__SUPPLIED RECORDS__:
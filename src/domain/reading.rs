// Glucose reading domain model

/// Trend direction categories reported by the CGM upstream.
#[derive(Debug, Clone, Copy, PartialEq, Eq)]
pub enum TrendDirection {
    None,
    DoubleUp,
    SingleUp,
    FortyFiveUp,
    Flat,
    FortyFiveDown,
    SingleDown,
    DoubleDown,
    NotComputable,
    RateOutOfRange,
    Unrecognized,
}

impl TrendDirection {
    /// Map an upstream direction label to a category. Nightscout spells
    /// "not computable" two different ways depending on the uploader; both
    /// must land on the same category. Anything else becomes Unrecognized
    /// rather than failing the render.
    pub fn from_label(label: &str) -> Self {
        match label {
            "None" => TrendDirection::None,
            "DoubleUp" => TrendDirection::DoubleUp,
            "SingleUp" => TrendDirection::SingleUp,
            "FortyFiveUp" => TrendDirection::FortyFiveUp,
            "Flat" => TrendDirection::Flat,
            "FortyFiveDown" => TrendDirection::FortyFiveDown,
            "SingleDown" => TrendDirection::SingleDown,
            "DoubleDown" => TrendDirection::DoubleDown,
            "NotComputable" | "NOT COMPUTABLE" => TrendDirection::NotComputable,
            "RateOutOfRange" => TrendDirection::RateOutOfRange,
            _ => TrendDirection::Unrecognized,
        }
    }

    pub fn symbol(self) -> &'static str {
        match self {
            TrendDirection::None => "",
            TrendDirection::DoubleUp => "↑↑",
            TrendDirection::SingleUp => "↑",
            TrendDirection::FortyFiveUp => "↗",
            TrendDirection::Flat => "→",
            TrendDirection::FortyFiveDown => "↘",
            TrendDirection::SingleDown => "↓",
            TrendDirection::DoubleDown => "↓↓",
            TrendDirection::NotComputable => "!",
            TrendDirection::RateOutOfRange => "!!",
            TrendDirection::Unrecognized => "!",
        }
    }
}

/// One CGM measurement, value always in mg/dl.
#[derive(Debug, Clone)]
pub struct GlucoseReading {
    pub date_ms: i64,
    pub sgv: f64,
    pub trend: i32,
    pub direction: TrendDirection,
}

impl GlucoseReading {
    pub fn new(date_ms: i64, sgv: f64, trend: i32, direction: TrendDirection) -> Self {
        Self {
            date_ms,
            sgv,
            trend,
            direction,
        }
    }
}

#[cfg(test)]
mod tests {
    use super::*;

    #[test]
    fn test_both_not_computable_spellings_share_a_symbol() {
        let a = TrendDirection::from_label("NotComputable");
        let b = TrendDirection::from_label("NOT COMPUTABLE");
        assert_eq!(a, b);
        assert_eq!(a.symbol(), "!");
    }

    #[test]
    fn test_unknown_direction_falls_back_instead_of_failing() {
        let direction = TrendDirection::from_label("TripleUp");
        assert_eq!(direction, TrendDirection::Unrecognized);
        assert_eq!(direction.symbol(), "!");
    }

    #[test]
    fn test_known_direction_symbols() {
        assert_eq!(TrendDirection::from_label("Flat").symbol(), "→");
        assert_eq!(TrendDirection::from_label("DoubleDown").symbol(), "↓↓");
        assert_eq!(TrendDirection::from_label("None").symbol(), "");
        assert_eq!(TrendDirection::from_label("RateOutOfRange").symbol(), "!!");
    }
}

__EXERCISE INSTRUCTIONS__:
In the data, find how many lines hold the string "Unrecognized", and answer with the number only.

__EXPECTED ANSWER__:
5